Polls indicate that voters recall Trump’s ultimately tumultuous economy more fondly than they rate the sturdy one Biden is overseeing now. That seems to be true on other issues, too: In a New York Times/Siena poll released this month, 40 percent of respondents said Trump’s policies had helped them personally; only 18 percent said the same of Biden’s. In an NBC News poll last month, 40 percent of respondents said they regard Trump’s presidency as better than expected, compared with 14 percent who said the same of Biden.

As pointed out last week, Trump’s presidency saw an actual net loss in employed persons (-2.7 million) from the end of the Obama administration, and even if one subtracts the job losses during the pandemic (the highest since the Great Depression),  the number of new employed under Trump is still less than half of the job increase during the Biden administration. Yet Trump and his supporters lie and lie and lie that working people were “better off" under his administration, and a shocking number of people believe this scam that can only be explained by willful ignorance and the politics of hate and division that blinds people to the truth.

Trump’s “America First” scam is also revealed in his complete incompetence and ignorance in foreign affairs (as testified to by John Bolton), highlighted by the fact that not only did he make Iran and North Korea more dangerous because of his bungling, his apparent quid-pro-quo idea of “diplomacy” makes him just this side of treasonous (i.e., not “patriotic”), perhaps even over that line on occasion. 

He allowed the Taliban to occupy all of Afghanistan in exchange for not attacking U.S. troops during the 2020 election year, and tried to withhold aid to Ukraine in "exchange" for "dirt" on Biden. What was he “promised” in exchange for the suspicion that he gave Putin the names of informants in Russia? Why did he think he needed box loads of classified documents sitting a bathroom in Mar-a-Lago? Were they useful to him for “trade” with our enemies (but his “friends”)? We know that Trump is a self-serving crook, so why not take these suspicions seriously?
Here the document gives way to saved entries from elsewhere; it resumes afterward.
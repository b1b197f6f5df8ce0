use arcadia_engine::{GameSeed, runner::RunnerWorld};
use arcadia_evaluator::{heuristic::DinoController, runner_session::play_runner_session};
use rand::Rng as _;

use crate::config::AppConfig;

#[derive(Debug, Clone, clap::Args)]
pub(crate) struct RunDinoArg {
    /// Number of sessions; each restarts from a fresh world
    #[arg(long, default_value_t = 5)]
    sessions: usize,
    /// Tick limit per session (60 ticks per second)
    #[arg(long, default_value_t = 36_000)]
    max_ticks: u64,
    /// Seed the session seeds are drawn from (32 hex characters)
    #[arg(long)]
    seed: Option<GameSeed>,
}

pub(crate) fn run(arg: &RunDinoArg, config: &AppConfig) -> anyhow::Result<()> {
    let RunDinoArg {
        sessions,
        max_ticks,
        seed,
    } = arg;
    let seed = seed.unwrap_or_else(|| rand::rng().random());
    tracing::info!(%seed, sessions, max_ticks, "starting runner sessions");

    let mut rng = seed.rng();
    let mut total_score = 0;
    let mut best_score = 0;
    let mut crashes = 0;
    for session in 0..*sessions {
        let session_seed: GameSeed = rng.random();
        let world = RunnerWorld::new(config.runner.clone(), session_seed);
        let mut controller = DinoController::new(config.thresholds.clone(), config.runner.jump);
        let stats = play_runner_session(world, &mut controller, *max_ticks)?;

        tracing::info!(
            session,
            seed = %session_seed,
            ticks = stats.ticks,
            score = stats.score,
            elapsed = format_args!("{:.1}s", stats.elapsed),
            speed = stats.final_speed,
            jumps = stats.jumps,
            ducks = stats.ducks,
            crashed = stats.crashed,
            "session finished"
        );
        total_score += stats.score;
        best_score = best_score.max(stats.score);
        if stats.crashed {
            crashes += 1;
        }
    }

    #[expect(clippy::cast_precision_loss)]
    let mean_score = f64::from(total_score) / (*sessions).max(1) as f64;
    tracing::info!(
        sessions,
        mean_score = format_args!("{mean_score:.2}"),
        best_score,
        crashes,
        "runner summary"
    );
    Ok(())
}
But now in the aftermath of the assassination attempt on Trump, we are now being bullied into “toning down” the truth about Trump while his allies continue to hurl flamethrowers of lies:

 


Now we can’t say that democracy is not under threat by the kind of fascism we see in Florida today, that people should be allowed to continue to be “confused” about what the stakes are in this election, and foolishly vote for a man who is no more trustworthy to protect this country’s institutions than, say, Hitler in overturning the Weimar Republic? But wait, you better “watch what you say” for the sake of a “lone nut”:

 


There has been nothing “subtle” about this election. Fears of Biden’s mental state reached a feverish pitch after the first debate. I don’t think that Biden’s memory issues had anything to do with his character; it is Trump and his supporters who lack such things as empathy, compassion—hell, simple human decency, even so-called “Christians” like Mike Johnson. Just fire the grape shot of lies upon more lies as Trump as expected did at the Republican Convention, especially about migrants. Most people in this country are admittedly ignorant about what is going on in Central America, and it is easy to “scam” them into believing anything to "justify" their hate.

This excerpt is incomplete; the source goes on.